● **Problem**
Provide an exact reproduction of every entry.

*** Opening of Extracted records ***

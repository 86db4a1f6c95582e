use crate::cache::ResolveCache;
use crate::dispatch::DispatchRule;
use crate::error::{AppError, StorageError};
use crate::metrics;
use crate::rules::{RuleLookup, RuleStore};
use axum::{
    extract::{Path, State},
    http::StatusCode,
    routing::{delete, get},
    Json, Router,
};
use serde_json::{json, Value};
use std::net::SocketAddr;
use std::sync::Arc;
use tokio::net::TcpListener;
use tokio::sync::oneshot;
use tokio_graceful_shutdown::{IntoSubsystem, SubsystemHandle};
use tracing::{error, info};

// 管理接口状态
#[derive(Clone)]
pub struct AdminState {
    // 调度规则存储
    pub rules: Arc<RuleStore>,
    // 解析结果缓存
    pub cache: Arc<ResolveCache>,
}

// 管理接口错误响应
type AdminResult<T> = Result<T, (StatusCode, Json<Value>)>;

fn storage_error(domain: &str, e: StorageError) -> (StatusCode, Json<Value>) {
    let status = match e {
        StorageError::InvalidPartition(_) => StatusCode::BAD_REQUEST,
        _ => StatusCode::INTERNAL_SERVER_ERROR,
    };
    error!("Admin operation failed - Domain: {}, Error: {}", domain, e);
    (status, Json(json!({ "domain": domain, "error": e.to_string() })))
}

// 创建管理接口路由
pub fn create_router(state: AdminState) -> Router {
    Router::new()
        .route("/health", get(health_handler))
        .route(
            "/rules/{domain}",
            get(get_rules_handler)
                .put(put_rules_handler)
                .delete(delete_rules_handler),
        )
        .route("/cache/{domain}", delete(clear_cache_handler))
        .merge(metrics::metrics_routes::<AdminState>())
        .with_state(state)
}

// 管理服务器
pub struct AdminServer {
    // 监听地址
    listen_addr: SocketAddr,
    // 管理接口状态
    state: AdminState,
    // 停止信号接收端
    shutdown_rx: Option<oneshot::Receiver<()>>,
    // 停止信号发送端
    shutdown_tx: Option<oneshot::Sender<()>>,
}

impl AdminServer {
    // 创建新的管理服务器
    pub fn new(listen_addr: SocketAddr, state: AdminState) -> Self {
        let (shutdown_tx, shutdown_rx) = oneshot::channel();

        Self {
            listen_addr,
            state,
            shutdown_rx: Some(shutdown_rx),
            shutdown_tx: Some(shutdown_tx),
        }
    }

    // 停止管理服务器
    pub fn shutdown(&mut self) {
        if let Some(tx) = self.shutdown_tx.take() {
            let _ = tx.send(());
            info!("Admin server stop signal sent");
        }
    }

    // 启动管理服务器
    pub async fn start(&mut self) -> Result<(), AppError> {
        let app = create_router(self.state.clone());

        let listener = TcpListener::bind(self.listen_addr).await?;
        info!("Admin server listening on {}", self.listen_addr);

        let shutdown_rx = self
            .shutdown_rx
            .take()
            .ok_or_else(|| AppError::Internal("Admin server already started".to_string()))?;

        let server = axum::serve(listener, app);
        let server_with_graceful_shutdown = server.with_graceful_shutdown(async {
            let _ = shutdown_rx.await;
            info!("Admin server received shutdown signal");
        });

        server_with_graceful_shutdown.await?;

        Ok(())
    }
}

#[async_trait::async_trait]
impl IntoSubsystem<AppError> for AdminServer {
    async fn run(mut self, subsys: SubsystemHandle) -> Result<(), AppError> {
        tokio::select! {
            res = self.start() => {
                if let Err(err) = res {
                    error!("Admin server error: {}", err);
                    Err(err)
                } else {
                    info!("Admin server stopped");
                    Ok(())
                }
            }
            _ = subsys.on_shutdown_requested() => {
                info!("Received subsystem shutdown request, admin server is stopping");
                self.shutdown();
                Ok(())
            }
        }
    }
}

// 健康检查处理程序
async fn health_handler() -> &'static str {
    "OK"
}

// 查询域名当前生效的调度规则
async fn get_rules_handler(
    State(state): State<AdminState>,
    Path(domain): Path<String>,
) -> AdminResult<Json<RuleLookup>> {
    state
        .rules
        .get_rules(&domain)
        .await
        .map(Json)
        .map_err(|e| storage_error(&domain, e))
}

// 写入域名的覆盖规则
async fn put_rules_handler(
    State(state): State<AdminState>,
    Path(domain): Path<String>,
    Json(rules): Json<Vec<DispatchRule>>,
) -> AdminResult<Json<Value>> {
    state
        .rules
        .set_rules(&domain, &rules)
        .await
        .map_err(|e| storage_error(&domain, e))?;

    Ok(Json(json!({ "domain": domain, "rules": rules.len() })))
}

// 删除域名的覆盖规则，回退到种子规则
async fn delete_rules_handler(
    State(state): State<AdminState>,
    Path(domain): Path<String>,
) -> AdminResult<Json<Value>> {
    let deleted = state
        .rules
        .delete_rules(&domain)
        .await
        .map_err(|e| storage_error(&domain, e))?;

    Ok(Json(json!({ "domain": domain, "deleted": deleted })))
}

// 清空域名的解析缓存
async fn clear_cache_handler(
    State(state): State<AdminState>,
    Path(domain): Path<String>,
) -> AdminResult<Json<Value>> {
    let removed = state
        .cache
        .clear(&domain)
        .await
        .map_err(|e| storage_error(&domain, e))?;

    Ok(Json(json!({ "domain": domain, "removed": removed })))
}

*** Close of Extracted records ***

● **Answer space**
repository 86db4a1f6c95582e
use crate::cache::ResolveCache;
use crate::dispatch::DispatchRule;
use crate::error::{AppError, StorageError};
use crate::metrics;
use crate::rules::{RuleLookup, RuleStore};
use axum::{
    extract::{Path, State},
    http::StatusCode,
    routing::{delete, get},
    Json, Router,
};
use serde_json::{json, Value};
use std::net::SocketAddr;
use std::sync::Arc;
use tokio::net::TcpListener;
use tokio::sync::oneshot;
use tokio_graceful_shutdown::{IntoSubsystem, SubsystemHandle};
use tracing::{error, info};

// 管理接口状态
#[derive(Clone)]
pub struct AdminState {
    // 调度规则存储
    pub rules: Arc<RuleStore>,
    // 解析结果缓存
    pub cache: Arc<ResolveCache>,
}

// 管理接口错误响应
type AdminResult<T> = Result<T, (StatusCode, Json<Value>)>;

fn storage_error(domain: &str, e: StorageError) -> (StatusCode, Json<Value>) {
    let status = match e {
        StorageError::InvalidPartition(_) => StatusCode::BAD_REQUEST,
        _ => StatusCode::INTERNAL_SERVER_ERROR,
    };
    error!("Admin operation failed - Domain: {}, Error: {}", domain, e);
    (status, Json(json!({ "domain": domain, "error": e.to_string() })))
}

// 创建管理接口路由
pub fn create_router(state: AdminState) -> Router {
    Router::new()
        .route("/health", get(health_handler))
        .route(
            "/rules/{domain}",
            get(get_rules_handler)
                .put(put_rules_handler)
                .delete(delete_rules_handler),
        )
        .route("/cache/{domain}", delete(clear_cache_handler))
        .merge(metrics::metrics_routes::<AdminState>())
        .with_state(state)
}

// 管理服务器
pub struct AdminServer {
    // 监听地址
    listen_addr: SocketAddr,
    // 管理接口状态
    state: AdminState,
    // 停止信号接收端
    shutdown_rx: Option<oneshot::Receiver<()>>,
    // 停止信号发送端
    shutdown_tx: Option<oneshot::Sender<()>>,
}

impl AdminServer {
    // 创建新的管理服务器
    pub fn new(listen_addr: SocketAddr, state: AdminState) -> Self {
        let (shutdown_tx, shutdown_rx) = oneshot::channel();

        Self {
            listen_addr,
            state,
            shutdown_rx: Some(shutdown_rx),
            shutdown_tx: Some(shutdown_tx),
        }
    }

    // 停止管理服务器
    pub fn shutdown(&mut self) {
        if let Some(tx) = self.shutdown_tx.take() {
            let _ = tx.send(());
            info!("Admin server stop signal sent");
        }
    }

    // 启动管理服务器
    pub async fn start(&mut self) -> Result<(), AppError> {
        let app = create_router(self.state.clone());

        let listener = TcpListener::bind(self.listen_addr).await?;
        info!("Admin server listening on {}", self.listen_addr);

        let shutdown_rx = self
            .shutdown_rx
            .take()
            .ok_or_else(|| AppError::Internal("Admin server already started".to_string()))?;

        let server = axum::serve(listener, app);
        let server_with_graceful_shutdown = server.with_graceful_shutdown(async {
            let _ = shutdown_rx.await;
            info!("Admin server received shutdown signal");
        });

        server_with_graceful_shutdown.await?;

        Ok(())
    }
}

#[async_trait::async_trait]
impl IntoSubsystem<AppError> for AdminServer {
    async fn run(mut self, subsys: SubsystemHandle) -> Result<(), AppError> {
        tokio::select! {
            res = self.start() => {
                if let Err(err) = res {
                    error!("Admin server error: {}", err);
                    Err(err)
                } else {
                    info!("Admin server stopped");
                    Ok(())
                }
            }
            _ = subsys.on_shutdown_requested() => {
                info!("Received subsystem shutdown request, admin server is stopping");
                self.shutdown();
                Ok(())
            }
        }
    }
}

// 健康检查处理程序
async fn health_handler() -> &'static str {
    "OK"
}

// 查询域名当前生效的调度规则
async fn get_rules_handler(
    State(state): State<AdminState>,
    Path(domain): Path<String>,
) -> AdminResult<Json<RuleLookup>> {
    state
        .rules
        .get_rules(&domain)
        .await
        .map(Json)
        .map_err(|e| storage_error(&domain, e))
}

// 写入域名的覆盖规则
async fn put_rules_handler(
    State(state): State<AdminState>,
    Path(domain): Path<String>,
    Json(rules): Json<Vec<DispatchRule>>,
) -> AdminResult<Json<Value>> {
    state
        .rules
        .set_rules(&domain, &rules)
        .await
        .map_err(|e| storage_error(&domain, e))?;

    Ok(Json(json!({ "domain": domain, "rules": rules.len() })))
}

// 删除域名的覆盖规则，回退到种子规则
async fn delete_rules_handler(
    State(state): State<AdminState>,
    Path(domain): Path<String>,
) -> AdminResult<Json<Value>> {
    let deleted = state
        .rules
        .delete_rules(&domain)
        .await
        .map_err(|e| storage_error(&domain, e))?;

    Ok(Json(json!({ "domain": domain, "deleted": deleted })))
}

// 清空域名的解析缓存
async fn clear_cache_handler(
    State(state): State<AdminState>,
    Path(domain): Path<String>,
) -> AdminResult<Json<Value>> {
    let removed = state
        .cache
        .clear(&domain)
        .await
        .map_err(|e| storage_error(&domain, e))?;

    Ok(Json(json!({ "domain": domain, "removed": removed })))
}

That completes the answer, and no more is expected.